Shelly Taylor

[Steel mine. I scream bullhorn. Deaf hammers]




Steel mine. I scream bullhorn. Deaf hammers


& walled-up orangutan, I make him epic


as the horse trade, its leaving marks a trail down the beach.


I step hooves to cloudline where there’s seagulls


the cats know by name: injure, all white-haired men air borne


& riding fast for child or bread, I make hasty myself fasting.


Good girl, that slow dying for your everlasting war-torn,


give it flowers, its fish, the very sea. There is this water I


wrenched against, there is mine & that which will forever elude,


eyes the envoy, hazel & changing, you just cannot.


The styling is rigid, shoulder pads down to girdle; how strange


the rifle pulled, the shot finality, its left ringing my ears taped til morning.


Home of the built right, I went glossy to get a stake in life


as perpetual, as in liquid, the house that is home


from a magazine you wanna sink, it’s all lilacs & too assumed.


Some horses are raised to race, femurs, hocks that know a straight line body


to the earth, how I rode the couch arm, them, made myself


a derby champion would’ve been wifey, you won’t know the church I


felt on it. Disbelief! I tell the horse gone past


I don’t know where, sometimes you & I are like a warrior—to keep myself


up on it, shrunk down but a little hawk-like I have such mutiny; Dolly


circa Truvy Jones at my shoulder, good mother taking over


for Sister Mary cause Sister Mary don’t talk enough. Because this is nature


towards the noose. There are parts in us that call whiskey, the one


I can never again say mine now we are think fast on two feet. But God


don’t count this way, he’s a little stone I curled around I called your father.

[Peaches we’re moving past this place]




Peaches we’re moving past this place




but every time that song starts up again my body is hay hook


jerked back past Meridian where the dirt is scarlet.




Two children, both tall & thin on the front porch leaning hard to the railing


just as somber as one more day went down—the storm I can weather—one dead




or dying tree left to the cotton field’s center: sentimentality.




Red heat, a dirt line slogan




grown older, both our insides hit the limit;


we were country girls, changing clothes beside the roadside getting city ready




suitcases flung out the backseat, she & I so disfigured


every girl you’ve ever been poolside just a-poppin it til it hurts.

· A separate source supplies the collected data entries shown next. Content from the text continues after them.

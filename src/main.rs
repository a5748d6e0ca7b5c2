use std::path::{Path, PathBuf};

use clap::{Parser, Subcommand};
use tracing::error;

use arpi_pipeline::config::PipelineConfig;
use arpi_pipeline::logging;
use arpi_pipeline::pipeline::processing::quantify::{
    classify_enforcement, identify_domains, regulatory_score_with_matches,
};
use arpi_pipeline::pipeline::processing::relevance::{score_text, AI_SCORE_THRESHOLD};
use arpi_pipeline::pipeline::Pipeline;

#[derive(Parser)]
#[command(name = "arpi_pipeline")]
#[command(about = "AI regulatory policy intelligence pipeline")]
#[command(version = "0.1.0")]
struct Cli {
    #[command(subcommand)]
    command: Commands,
}

#[derive(Subcommand)]
enum Commands {
    /// Run the unify-filter-analyze batch pipeline
    Run {
        /// Specific sources to load (comma-separated). Available: cac, miit, tc260
        #[arg(long)]
        sources: Option<String>,
        /// Directory containing the per-source input CSV files
        #[arg(long)]
        input_dir: Option<PathBuf>,
        /// Directory the analyzed table and sidecars are written to
        #[arg(long)]
        output_dir: Option<PathBuf>,
    },
    /// Print the rule-by-rule audit trace for a piece of policy text
    Score {
        /// Title or combined text to evaluate
        #[arg(long)]
        text: String,
    },
}

#[tokio::main]
async fn main() -> Result<(), Box<dyn std::error::Error>> {
    // Initialize logging
    logging::init_logging();

    let cli = Cli::parse();

    match cli.command {
        Commands::Run {
            sources,
            input_dir,
            output_dir,
        } => {
            println!("🚀 Running policy analysis pipeline...");

            let mut config = PipelineConfig::load(Path::new("config.toml"))?;
            if let Some(source_list) = sources {
                config.sources = source_list.split(',').map(|s| s.trim().to_string()).collect();
            }
            if let Some(input_dir) = input_dir {
                config.input_dir = input_dir;
            }
            if let Some(output_dir) = output_dir {
                config.output_dir = output_dir;
            }

            match Pipeline::new(config).run().await {
                Ok(summary) => {
                    println!("\n📊 Pipeline Results:");
                    println!("   Raw records: {}", summary.raw_records);
                    println!(
                        "   Normalized: {} ({} dropped, {} duplicates)",
                        summary.normalized_records, summary.dropped_records, summary.duplicate_records
                    );
                    println!("   Policy clusters: {}", summary.clusters);
                    println!("   AI-relevant: {}", summary.ai_relevant_records);
                    println!("   Risk alerts: {}", summary.alerts);
                    match summary.latest_date {
                        Some(date) => println!("   Latest publication date: {}", date),
                        None => println!("   Latest publication date: unknown"),
                    }
                    println!("   Output file: {}", summary.output_file);
                }
                Err(e) => {
                    error!("Pipeline failed: {}", e);
                    println!("❌ Pipeline failed: {}", e);
                    std::process::exit(1);
                }
            }
        }
        Commands::Score { text } => {
            let (ai_score, matched_keywords) = score_text(&text);
            println!("AI relevance score: {} (threshold {}, exclusive)", ai_score, AI_SCORE_THRESHOLD);
            if matched_keywords.is_empty() {
                println!("   No lexicon keywords matched");
            } else {
                println!("   Matched keywords: {}", matched_keywords.join(", "));
            }

            let haystack = text.to_lowercase();
            let (regulatory_score, matched_phrases) = regulatory_score_with_matches(&haystack);
            println!("Regulatory score: {}/10", regulatory_score);
            for (phrase, weight) in matched_phrases {
                println!("   {} ({:+})", phrase, weight);
            }

            let domains: Vec<&str> = identify_domains(&haystack).iter().map(|d| d.label()).collect();
            if domains.is_empty() {
                println!("Domains: none");
            } else {
                println!("Domains: {}", domains.join(", "));
            }

            println!("Enforcement level: {}", classify_enforcement(&text).label());
        }
    }
    Ok(())
}
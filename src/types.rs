use serde::{Deserialize, Serialize};

/// Raw policy record as produced by the retrieval collaborators, one CSV per
/// source body. Only `title` is required to be meaningful; everything else
/// degrades to `None` rather than failing the load.
#[derive(Debug, Clone, Serialize, Deserialize)]
pub struct RawPolicyRecord {
    /// Source body id, tagged by the loader (overrides any `source` column)
    pub source: String,
    pub title: String,
    /// Publication date as scraped, in whatever format the source uses
    pub date: Option<String>,
    pub url: Option<String>,
    /// Free-form document type hint ("full text", "公告", "问答", ...)
    pub doc_type: Option<String>,
    /// Issuing department as scraped, before standardization
    pub department: Option<String>,
    /// Full body text where the scraper captured it
    pub body: Option<String>,
}

/// Parsed document type hint, ordered by preference for canonical selection
#[derive(Debug, Clone, Copy, PartialEq, Eq, Serialize, Deserialize)]
pub enum DocTypeHint {
    FullText,
    Announcement,
    Qa,
    Unknown,
}

impl DocTypeHint {
    /// Parse the free-form hint scrapers attach to a record
    pub fn parse(hint: Option<&str>) -> Self {
        let Some(hint) = hint else {
            return DocTypeHint::Unknown;
        };
        let folded = hint.trim().to_lowercase();
        match folded.as_str() {
            "full text" | "fulltext" | "full_text" | "全文" | "正文" => DocTypeHint::FullText,
            "announcement" | "公告" | "通知" | "发布" => DocTypeHint::Announcement,
            "q&a" | "qa" | "问答" | "解读" | "答记者问" => DocTypeHint::Qa,
            _ => DocTypeHint::Unknown,
        }
    }

    /// Selection priority when choosing a cluster's canonical record.
    /// Lower is preferred: full text beats announcement beats Q&A.
    pub fn canonical_priority(&self) -> u8 {
        match self {
            DocTypeHint::FullText => 0,
            DocTypeHint::Announcement => 1,
            DocTypeHint::Qa => 2,
            DocTypeHint::Unknown => 3,
        }
    }

    /// Stable label used in the output table
    pub fn label(&self) -> &'static str {
        match self {
            DocTypeHint::FullText => "full text",
            DocTypeHint::Announcement => "announcement",
            DocTypeHint::Qa => "q&a",
            DocTypeHint::Unknown => "unknown",
        }
    }
}

#[cfg(test)]
mod tests {
    use super::*;

    #[test]
    fn doc_type_hint_parses_common_spellings() {
        assert_eq!(DocTypeHint::parse(Some("full text")), DocTypeHint::FullText);
        assert_eq!(DocTypeHint::parse(Some("全文")), DocTypeHint::FullText);
        assert_eq!(DocTypeHint::parse(Some("公告")), DocTypeHint::Announcement);
        assert_eq!(DocTypeHint::parse(Some("Q&A")), DocTypeHint::Qa);
        assert_eq!(DocTypeHint::parse(Some("something else")), DocTypeHint::Unknown);
        assert_eq!(DocTypeHint::parse(None), DocTypeHint::Unknown);
    }

    #[test]
    fn full_text_outranks_announcement_and_qa() {
        assert!(DocTypeHint::FullText.canonical_priority() < DocTypeHint::Announcement.canonical_priority());
        assert!(DocTypeHint::Announcement.canonical_priority() < DocTypeHint::Qa.canonical_priority());
        assert!(DocTypeHint::Qa.canonical_priority() < DocTypeHint::Unknown.canonical_priority());
    }
}
use std::cmp::Ordering;
use std::fs;
use std::path::{Path, PathBuf};

use chrono::NaiveDate;
use serde::Serialize;
use tracing::info;

use crate::error::{PipelineError, Result};
use crate::pipeline::processing::quantify::{AnalyzedRecord, EnforcementLevel};

pub const OUTPUT_TABLE_FILE: &str = "all_policies_analyzed.csv";
pub const METADATA_FILE: &str = "metadata.json";
pub const ALERTS_FILE: &str = "alerts.json";

/// Paths of the artifacts a run produced, plus the alert count for the run
/// summary.
#[derive(Debug)]
pub struct OutputArtifacts {
    pub table_path: PathBuf,
    pub metadata_path: PathBuf,
    pub alerts_path: PathBuf,
    pub alerts: usize,
}

/// One row of the analyzed output table. Column set and order are part of
/// the external interface and must stay stable.
#[derive(Debug, Serialize)]
struct OutputRow {
    source: String,
    title: String,
    date: String,
    url: String,
    doc_type: String,
    department: String,
    ai_score: i64,
    regulatory_score: i64,
    domain_tags: String,
    enforcement_level: String,
}

impl OutputRow {
    fn from_record(record: &AnalyzedRecord) -> Self {
        let base = &record.scored.record;
        Self {
            source: base.source.clone(),
            title: base.title.clone(),
            date: base.date.map(format_date).unwrap_or_default(),
            url: base.url.clone().unwrap_or_default(),
            doc_type: base.doc_type.label().to_string(),
            department: base.department.clone().unwrap_or_default(),
            ai_score: record.scored.ai_score,
            regulatory_score: record.regulatory_score,
            domain_tags: record
                .domain_tags
                .iter()
                .map(|t| t.label())
                .collect::<Vec<_>>()
                .join(";"),
            enforcement_level: record.enforcement_level.label().to_string(),
        }
    }
}

/// A record whose regulatory score reached the alert threshold. Offline
/// artifact for downstream reporting; delivery is someone else's job.
#[derive(Debug, Serialize)]
struct RiskAlert {
    title: String,
    url: String,
    source: String,
    date: String,
    regulatory_score: i64,
    enforcement_level: String,
    affected_domains: Vec<String>,
    risk_factors: Vec<String>,
}

impl RiskAlert {
    fn from_record(record: &AnalyzedRecord) -> Self {
        let base = &record.scored.record;
        let mut risk_factors = Vec::new();
        if record.risk.has_penalties {
            risk_factors.push("包含处罚条款".to_string());
        }
        if record.risk.has_deadlines {
            risk_factors.push("设定时间期限".to_string());
        }
        if record.risk.urgency_indicators > 0 {
            risk_factors.push("存在紧急性指标".to_string());
        }
        if matches!(
            record.enforcement_level,
            EnforcementLevel::LawsRegulations | EnforcementLevel::AdministrativeRules
        ) {
            risk_factors.push("强制执行级别高".to_string());
        }

        Self {
            title: base.title.clone(),
            url: base.url.clone().unwrap_or_default(),
            source: base.source.clone(),
            date: base.date.map(format_date).unwrap_or_default(),
            regulatory_score: record.regulatory_score,
            enforcement_level: record.enforcement_level.label().to_string(),
            affected_domains: record.domain_tags.iter().map(|t| t.label().to_string()).collect(),
            risk_factors,
        }
    }
}

/// Serialize the analyzed table plus its metadata and alert sidecars.
/// Everything is written atomically: a temp file in the target directory,
/// renamed over the destination on success, so readers never observe a
/// truncated artifact.
pub fn write_outputs(
    output_dir: &Path,
    analyzed: &[AnalyzedRecord],
    latest_date: Option<NaiveDate>,
    alert_threshold: i64,
) -> Result<OutputArtifacts> {
    fs::create_dir_all(output_dir)?;

    let mut ordered: Vec<&AnalyzedRecord> = analyzed.iter().collect();
    ordered.sort_by(|a, b| output_order(a, b));

    // Write the header explicitly so an empty result is still a well-formed
    // table rather than a zero-byte file
    let mut writer = csv::WriterBuilder::new().has_headers(false).from_writer(Vec::new());
    writer.write_record([
        "source",
        "title",
        "date",
        "url",
        "doc_type",
        "department",
        "ai_score",
        "regulatory_score",
        "domain_tags",
        "enforcement_level",
    ])?;
    for record in &ordered {
        writer.serialize(OutputRow::from_record(record))?;
    }
    let table_bytes = writer
        .into_inner()
        .map_err(|e| PipelineError::OutputWrite {
            path: OUTPUT_TABLE_FILE.to_string(),
            message: e.to_string(),
        })?;
    let table_path = atomic_write(output_dir, OUTPUT_TABLE_FILE, &table_bytes)?;
    info!(rows = ordered.len(), path = %table_path.display(), "wrote analyzed table");

    let metadata = serde_json::json!({
        "latest_date": latest_date.map(format_date),
    });
    let metadata_path = atomic_write(output_dir, METADATA_FILE, &serde_json::to_vec_pretty(&metadata)?)?;

    let mut alerts: Vec<&AnalyzedRecord> = ordered
        .iter()
        .copied()
        .filter(|r| r.regulatory_score >= alert_threshold)
        .collect();
    alerts.sort_by(|a, b| {
        b.regulatory_score
            .cmp(&a.regulatory_score)
            .then_with(|| a.scored.record.record_id.cmp(&b.scored.record.record_id))
    });
    let alert_rows: Vec<RiskAlert> = alerts.iter().map(|r| RiskAlert::from_record(r)).collect();
    let alerts_path = atomic_write(output_dir, ALERTS_FILE, &serde_json::to_vec_pretty(&alert_rows)?)?;
    if !alert_rows.is_empty() {
        info!(alerts = alert_rows.len(), "high regulatory score alerts generated");
    }

    Ok(OutputArtifacts {
        table_path,
        metadata_path,
        alerts_path,
        alerts: alert_rows.len(),
    })
}

/// Output table order: publication date descending with undated rows last,
/// then source, then record id. Total and deterministic, so reruns are
/// byte-identical.
fn output_order(a: &AnalyzedRecord, b: &AnalyzedRecord) -> Ordering {
    let ra = &a.scored.record;
    let rb = &b.scored.record;
    let date_order = match (ra.date, rb.date) {
        (Some(da), Some(db)) => db.cmp(&da),
        (Some(_), None) => Ordering::Less,
        (None, Some(_)) => Ordering::Greater,
        (None, None) => Ordering::Equal,
    };
    date_order
        .then_with(|| ra.source.cmp(&rb.source))
        .then_with(|| ra.record_id.cmp(&rb.record_id))
}

fn format_date(date: NaiveDate) -> String {
    date.format("%Y-%m-%d").to_string()
}

fn atomic_write(dir: &Path, name: &str, bytes: &[u8]) -> Result<PathBuf> {
    let final_path = dir.join(name);
    let tmp_path = dir.join(format!(".{}.tmp", name));
    fs::write(&tmp_path, bytes).map_err(|e| PipelineError::OutputWrite {
        path: tmp_path.display().to_string(),
        message: e.to_string(),
    })?;
    fs::rename(&tmp_path, &final_path).map_err(|e| PipelineError::OutputWrite {
        path: final_path.display().to_string(),
        message: e.to_string(),
    })?;
    Ok(final_path)
}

Something grown inward says relent, is given a low field, yellow chasm, the sun.




Go on & bet the weevil on it, the horse


is pacing treads in the field, airport landing lights at dusk just behind their legs




their years’ long babies & blown apart.

[Music, for if you do not dance your mother will die]



Music, for if you do not dance your mother will die




she will lift out her bed, life itself is this experience.  Hog the covers, he the lamp,


my right half gone halfway the world into his most rightly slot




somebody bigger than I can say made years ago, a mold of two bodies,




my soldier’s crooked smile in a photo by the Parthenon, his knees always dirty.




It might as well’ve been a dinner party, my new blue dress.  Not the white


I wore for you, hooks & buttons, my white skinny legs hanging out red shoed.




My right to remember, his for your kingdom; I sleep the summer, the fall, wake




I the slippage, the days




early dark, ergo yourself:  keep your eye on your man like the devil desires him.

[Excise the fall, the birds, the trees,]




Excise the fall, the birds, the trees,


new again up out the very chasm, do not


involve yourself in my tearing apart


such gentility I’ve never possessed, say it again,


the world at once wonderful on a sax, red shoes forever.


Such penance for living too much


on earth, that taking me back upward


into a balled self, for no one dares touch an invictus


cloaked child in the middle of the wood,


such somethingness you cannot lack for.


And when I became your father something gaped about


the town, I fathered it thus taking this town in my belly,


my hands round your shoulders


wounds tipping the water back his head above,


a painting called Collapse but I am not that woman.




SHELLY TAYLOR lives in Tucson and is the author of Lions, Remonstrance (Coconut Books, 2014) and Black-Eyed Heifer (Tarpaulin Sky Press, 2010). Her most recent chapbook is Dirt City Lions (Horse Less Press, 2012) and others are out from Dancing Girl and Portable Press at Yo-Yo Labs.